Figure et gloire2 sont ainsi les deux maîtres-mots de cette étude. Concepts théologiques, ils justifient l’utilisation massive d’un vocabulaire et d’une approche d’ordre d’abord théologique. Il s’agit ainsi de rendre raison de la formidable puissance théologique des œuvres non seulement exégétiques, mais également dramatiques de Claudel. Mais ces concepts ont également un champ d’application poétique ou plastique et restituent à l’œuvre claudélienne son caractère pleinement dramatique, théâtral. C’est probablement le désir qui forme le point de jonction de ces deux mots en même temps que le point nodal du théâtre de Claudel. Ainsi que le démontre Hélène de Saint-Aubert dans son livre, la figure – mot capable de subsumer l’ensemble du théâtre de Claudel – est toujours, en dernière instance, désir de gloire.

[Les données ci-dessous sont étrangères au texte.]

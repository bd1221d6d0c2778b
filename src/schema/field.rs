//! `IndexerField` declarations and logical-to-physical field resolution.

/// Which side of the query path a field resolution is for. `Exact` prefers
/// a keyword (untokenized) backing field; `Scored` prefers a tokenized one.
#[derive(Debug, Clone, Copy, PartialEq, Eq)]
pub enum SearchType {
    Exact,
    Scored,
}

/// A single schema element: an `ontology` (symbolic) name paired with the
/// on-disk `storageKey` it is written under.
#[derive(Debug, Clone, PartialEq, Eq)]
pub struct IndexerField {
    pub ontology: String,
    pub storage_key: String,
    pub stored: bool,
    pub indexed: bool,
    pub keyword: bool,
}

impl IndexerField {
    pub fn keyword(ontology: &str, storage_key: &str) -> Self {
        IndexerField {
            ontology: ontology.to_string(),
            storage_key: storage_key.to_string(),
            stored: true,
            indexed: true,
            keyword: true,
        }
    }

    pub fn tokenized(ontology: &str, storage_key: &str) -> Self {
        IndexerField {
            ontology: ontology.to_string(),
            storage_key: storage_key.to_string(),
            stored: true,
            indexed: true,
            keyword: false,
        }
    }
}

/// Maps logical field names (`groupId`, `classnames`, ...) to the ordered
/// list of `IndexerField`s that back them, as declared across the active
/// `IndexCreator` set.
#[derive(Debug, Clone, Default)]
pub struct FieldRegistry {
    // derive(Clone) makes `Arc::new(registry.fields().clone())` cheap
    // enough for `QueryCreator` to own an independent copy.
    by_ontology: std::collections::BTreeMap<String, Vec<IndexerField>>,
}

impl FieldRegistry {
    pub fn new() -> Self {
        FieldRegistry::default()
    }

    pub fn declare(&mut self, field: IndexerField) {
        self.by_ontology
            .entry(field.ontology.clone())
            .or_default()
            .push(field);
    }

    /// Prefers the keyword variant for `Exact`, the tokenized variant
    /// for `Scored`. If no variant matches the preference, falls back
    /// to the last declared field.
    pub fn resolve(&self, ontology: &str, search_type: SearchType) -> Option<&IndexerField> {
        let candidates = self.by_ontology.get(ontology)?;
        let want_keyword = matches!(search_type, SearchType::Exact);
        candidates
            .iter()
            .find(|f| f.keyword == want_keyword)
            .or_else(|| candidates.last())
    }

    pub fn all(&self, ontology: &str) -> &[IndexerField] {
        self.by_ontology
            .get(ontology)
            .map(Vec::as_slice)
            .unwrap_or(&[])
    }

    /// Reverse lookup by on-disk storage key, used by the packer's wire
    /// writer to tell a keyword from a tokenized field when it has only
    /// a `Document` (storage keys), not an `ontology` name, in hand.
    pub fn find_by_storage_key(&self, storage_key: &str) -> Option<&IndexerField> {
        self.by_ontology
            .values()
            .flatten()
            .find(|f| f.storage_key == storage_key)
    }
}

#[cfg(test)]
mod tests {
    use super::*;

    #[test]
    fn resolve_prefers_keyword_for_exact() {
        let mut reg = FieldRegistry::new();
        reg.declare(IndexerField::tokenized("groupId", "groupId"));
        reg.declare(IndexerField::keyword("groupId", "g"));

        let exact = reg.resolve("groupId", SearchType::Exact).unwrap();
        assert!(exact.keyword);
        assert_eq!(exact.storage_key, "g");

        let scored = reg.resolve("groupId", SearchType::Scored).unwrap();
        assert!(!scored.keyword);
        assert_eq!(scored.storage_key, "groupId");
    }

    #[test]
    fn resolve_falls_back_to_last_declared() {
        let mut reg = FieldRegistry::new();
        reg.declare(IndexerField::keyword("name", "n"));

        let scored = reg.resolve("name", SearchType::Scored).unwrap();
        assert_eq!(scored.storage_key, "n");
    }

    #[test]
    fn resolve_unknown_field_is_none() {
        let reg = FieldRegistry::new();
        assert!(reg.resolve("nope", SearchType::Exact).is_none());
    }

    #[test]
    fn find_by_storage_key_locates_declared_field() {
        let mut reg = FieldRegistry::new();
        reg.declare(IndexerField::tokenized("groupId", "groupId"));
        let found = reg.find_by_storage_key("groupId").unwrap();
        assert!(!found.keyword);
        assert!(reg.find_by_storage_key("nope").is_none());
    }
}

Marie-Ève Benoteau-Alexandre
1 Si les conclusions auxquelles parvient Hélène de Saint-Aubert dans ce chapitre sont pleinement convaincantes, on peut regretter que la comparaison avec La Danse des morts, texte presque exactement contemporain, n’ait pas été vraiment envisagée. Même s’il ne s’agit pas d’un texte dramatique, la pratique de la citation y est poussée à un point plus avancé que dans L’Histoire de Tobie et de Sara, à travers une convocation de la Bible tout entière. Par rapport à cette expérience limite, L’Histoire de Tobie et de Sara peut apparaître comme un repli.
2 La gloire, moins dominante que la figure dans cet opus, fera l’objet d’un deuxième ouvrage du même auteur, consacré plus spécifiquement à la représentation du corps dans L’Histoire de Tobie et de Sara et plus largement dans le théâtre de Claudel.